Recorded data
+ + + +

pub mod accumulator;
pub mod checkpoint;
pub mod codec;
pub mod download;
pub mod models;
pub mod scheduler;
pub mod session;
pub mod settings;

+ + + +

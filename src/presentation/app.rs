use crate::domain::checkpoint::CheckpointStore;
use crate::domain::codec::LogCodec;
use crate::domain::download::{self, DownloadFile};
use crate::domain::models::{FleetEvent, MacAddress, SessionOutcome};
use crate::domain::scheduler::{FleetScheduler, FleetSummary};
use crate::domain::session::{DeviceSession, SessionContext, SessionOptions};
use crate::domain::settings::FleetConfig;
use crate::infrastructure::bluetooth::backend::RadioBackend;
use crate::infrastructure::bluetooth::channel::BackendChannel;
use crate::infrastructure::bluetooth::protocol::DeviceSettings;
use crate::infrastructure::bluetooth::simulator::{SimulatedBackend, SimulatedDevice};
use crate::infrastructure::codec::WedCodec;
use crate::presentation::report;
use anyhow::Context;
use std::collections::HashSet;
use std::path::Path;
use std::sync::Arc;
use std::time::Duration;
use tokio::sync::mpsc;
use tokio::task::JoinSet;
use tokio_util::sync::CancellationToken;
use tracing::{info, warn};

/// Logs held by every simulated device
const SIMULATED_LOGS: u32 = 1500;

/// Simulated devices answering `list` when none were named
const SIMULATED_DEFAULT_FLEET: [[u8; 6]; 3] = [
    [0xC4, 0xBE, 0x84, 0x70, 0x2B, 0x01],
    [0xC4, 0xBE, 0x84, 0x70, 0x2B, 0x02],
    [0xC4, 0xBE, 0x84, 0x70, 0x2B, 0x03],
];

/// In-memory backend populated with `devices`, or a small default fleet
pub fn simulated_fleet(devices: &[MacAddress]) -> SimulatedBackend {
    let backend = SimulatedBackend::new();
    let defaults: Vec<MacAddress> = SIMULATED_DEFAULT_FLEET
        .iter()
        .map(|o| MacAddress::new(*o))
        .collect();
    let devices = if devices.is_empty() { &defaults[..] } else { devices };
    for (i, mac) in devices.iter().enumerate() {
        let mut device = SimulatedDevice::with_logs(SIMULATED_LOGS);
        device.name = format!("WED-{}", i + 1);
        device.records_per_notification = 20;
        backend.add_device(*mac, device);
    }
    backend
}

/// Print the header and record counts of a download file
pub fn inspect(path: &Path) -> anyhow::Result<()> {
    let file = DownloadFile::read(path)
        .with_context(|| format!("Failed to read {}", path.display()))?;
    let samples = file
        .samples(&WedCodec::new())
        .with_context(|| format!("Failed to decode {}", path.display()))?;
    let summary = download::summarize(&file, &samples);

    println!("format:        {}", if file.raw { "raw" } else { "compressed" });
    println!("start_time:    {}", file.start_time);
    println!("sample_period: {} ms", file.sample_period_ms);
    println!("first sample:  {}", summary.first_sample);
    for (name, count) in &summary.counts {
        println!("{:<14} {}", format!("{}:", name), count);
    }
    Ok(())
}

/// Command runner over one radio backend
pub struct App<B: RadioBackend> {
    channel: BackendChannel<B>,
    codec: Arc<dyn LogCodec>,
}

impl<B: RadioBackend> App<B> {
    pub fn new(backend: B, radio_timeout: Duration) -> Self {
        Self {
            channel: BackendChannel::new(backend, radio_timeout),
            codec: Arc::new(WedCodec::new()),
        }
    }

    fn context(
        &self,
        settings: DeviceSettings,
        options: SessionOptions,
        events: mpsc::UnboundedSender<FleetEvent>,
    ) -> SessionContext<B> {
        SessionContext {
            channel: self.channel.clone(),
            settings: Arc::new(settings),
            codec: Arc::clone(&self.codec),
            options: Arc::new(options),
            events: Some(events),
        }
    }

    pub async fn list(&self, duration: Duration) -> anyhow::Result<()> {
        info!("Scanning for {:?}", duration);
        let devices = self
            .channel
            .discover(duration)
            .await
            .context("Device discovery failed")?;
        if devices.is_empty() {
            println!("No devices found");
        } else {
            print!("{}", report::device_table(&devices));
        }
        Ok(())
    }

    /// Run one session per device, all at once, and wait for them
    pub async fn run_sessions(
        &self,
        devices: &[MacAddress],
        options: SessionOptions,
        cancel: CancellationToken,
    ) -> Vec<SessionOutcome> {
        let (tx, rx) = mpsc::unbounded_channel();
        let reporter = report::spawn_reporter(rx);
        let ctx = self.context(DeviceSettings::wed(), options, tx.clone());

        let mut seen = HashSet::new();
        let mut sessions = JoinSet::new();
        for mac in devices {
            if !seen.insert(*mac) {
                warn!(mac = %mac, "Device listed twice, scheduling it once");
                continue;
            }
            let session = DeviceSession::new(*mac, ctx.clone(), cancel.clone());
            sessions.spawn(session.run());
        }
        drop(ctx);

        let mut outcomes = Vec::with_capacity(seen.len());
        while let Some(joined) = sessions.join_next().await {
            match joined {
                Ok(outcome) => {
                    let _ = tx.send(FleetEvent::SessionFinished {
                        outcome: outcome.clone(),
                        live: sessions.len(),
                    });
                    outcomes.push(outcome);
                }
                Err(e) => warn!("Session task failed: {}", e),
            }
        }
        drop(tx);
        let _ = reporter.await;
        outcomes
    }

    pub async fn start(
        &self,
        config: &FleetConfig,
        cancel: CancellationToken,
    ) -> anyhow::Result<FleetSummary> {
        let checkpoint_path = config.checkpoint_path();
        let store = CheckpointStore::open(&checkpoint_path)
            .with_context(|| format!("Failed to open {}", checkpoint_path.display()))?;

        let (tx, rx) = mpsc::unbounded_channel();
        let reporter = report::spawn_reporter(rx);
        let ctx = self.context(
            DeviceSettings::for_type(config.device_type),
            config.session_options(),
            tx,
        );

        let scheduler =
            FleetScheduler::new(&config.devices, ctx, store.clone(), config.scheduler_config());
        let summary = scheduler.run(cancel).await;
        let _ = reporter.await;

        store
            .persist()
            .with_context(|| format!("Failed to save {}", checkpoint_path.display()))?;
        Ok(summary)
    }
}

+ + + +

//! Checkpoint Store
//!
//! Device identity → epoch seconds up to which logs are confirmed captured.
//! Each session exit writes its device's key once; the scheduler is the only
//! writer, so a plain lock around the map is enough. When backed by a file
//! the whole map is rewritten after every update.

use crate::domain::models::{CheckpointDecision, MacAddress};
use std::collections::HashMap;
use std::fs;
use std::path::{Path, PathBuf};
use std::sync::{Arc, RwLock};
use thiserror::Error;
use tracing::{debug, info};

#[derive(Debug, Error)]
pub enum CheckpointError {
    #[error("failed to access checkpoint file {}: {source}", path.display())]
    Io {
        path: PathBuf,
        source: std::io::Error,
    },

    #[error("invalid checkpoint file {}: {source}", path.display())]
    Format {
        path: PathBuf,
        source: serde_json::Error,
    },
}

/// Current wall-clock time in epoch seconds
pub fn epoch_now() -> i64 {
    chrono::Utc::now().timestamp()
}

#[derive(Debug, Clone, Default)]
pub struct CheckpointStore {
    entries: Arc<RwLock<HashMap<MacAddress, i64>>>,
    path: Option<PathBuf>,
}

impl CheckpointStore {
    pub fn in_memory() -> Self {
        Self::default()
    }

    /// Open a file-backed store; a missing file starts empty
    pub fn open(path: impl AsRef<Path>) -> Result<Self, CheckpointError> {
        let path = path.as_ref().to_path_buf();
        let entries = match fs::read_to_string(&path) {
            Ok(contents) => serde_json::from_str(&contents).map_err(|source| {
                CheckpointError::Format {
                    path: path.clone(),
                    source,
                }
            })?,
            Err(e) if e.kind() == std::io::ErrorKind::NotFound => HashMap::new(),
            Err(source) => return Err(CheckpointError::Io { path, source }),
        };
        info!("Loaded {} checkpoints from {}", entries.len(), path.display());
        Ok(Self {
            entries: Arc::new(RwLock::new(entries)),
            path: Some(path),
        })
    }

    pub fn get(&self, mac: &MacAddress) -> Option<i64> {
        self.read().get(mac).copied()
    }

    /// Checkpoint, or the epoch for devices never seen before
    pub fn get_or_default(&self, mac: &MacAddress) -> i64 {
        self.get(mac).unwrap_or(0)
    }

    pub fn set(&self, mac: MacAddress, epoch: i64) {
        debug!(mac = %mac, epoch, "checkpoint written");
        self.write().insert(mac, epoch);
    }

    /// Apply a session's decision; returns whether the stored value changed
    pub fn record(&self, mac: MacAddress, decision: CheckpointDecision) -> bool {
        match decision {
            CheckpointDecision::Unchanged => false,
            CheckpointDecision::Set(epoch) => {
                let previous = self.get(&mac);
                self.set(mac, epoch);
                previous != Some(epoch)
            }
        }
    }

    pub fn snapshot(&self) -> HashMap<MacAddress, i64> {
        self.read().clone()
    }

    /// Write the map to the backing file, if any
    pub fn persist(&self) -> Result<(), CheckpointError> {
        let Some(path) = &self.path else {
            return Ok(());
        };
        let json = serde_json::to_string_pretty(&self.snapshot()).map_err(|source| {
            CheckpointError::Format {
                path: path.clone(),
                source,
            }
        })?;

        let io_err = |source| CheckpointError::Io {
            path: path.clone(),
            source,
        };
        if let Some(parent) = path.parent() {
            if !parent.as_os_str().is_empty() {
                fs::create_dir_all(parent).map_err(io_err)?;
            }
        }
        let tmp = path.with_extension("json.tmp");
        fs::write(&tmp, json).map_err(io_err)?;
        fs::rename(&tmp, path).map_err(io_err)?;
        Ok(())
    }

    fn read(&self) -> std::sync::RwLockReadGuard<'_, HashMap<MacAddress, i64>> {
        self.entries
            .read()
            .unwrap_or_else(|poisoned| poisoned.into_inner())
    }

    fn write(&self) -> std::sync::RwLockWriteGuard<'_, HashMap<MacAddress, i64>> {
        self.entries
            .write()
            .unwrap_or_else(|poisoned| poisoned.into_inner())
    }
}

+ + + +

• _Task directions_
Report each line of the data that includes the string "models".

• _Exercise solution_
pub mod models;
use crate::domain::models::{FleetEvent, MacAddress, SessionOutcome};
use crate::domain::models::{CheckpointDecision, MacAddress};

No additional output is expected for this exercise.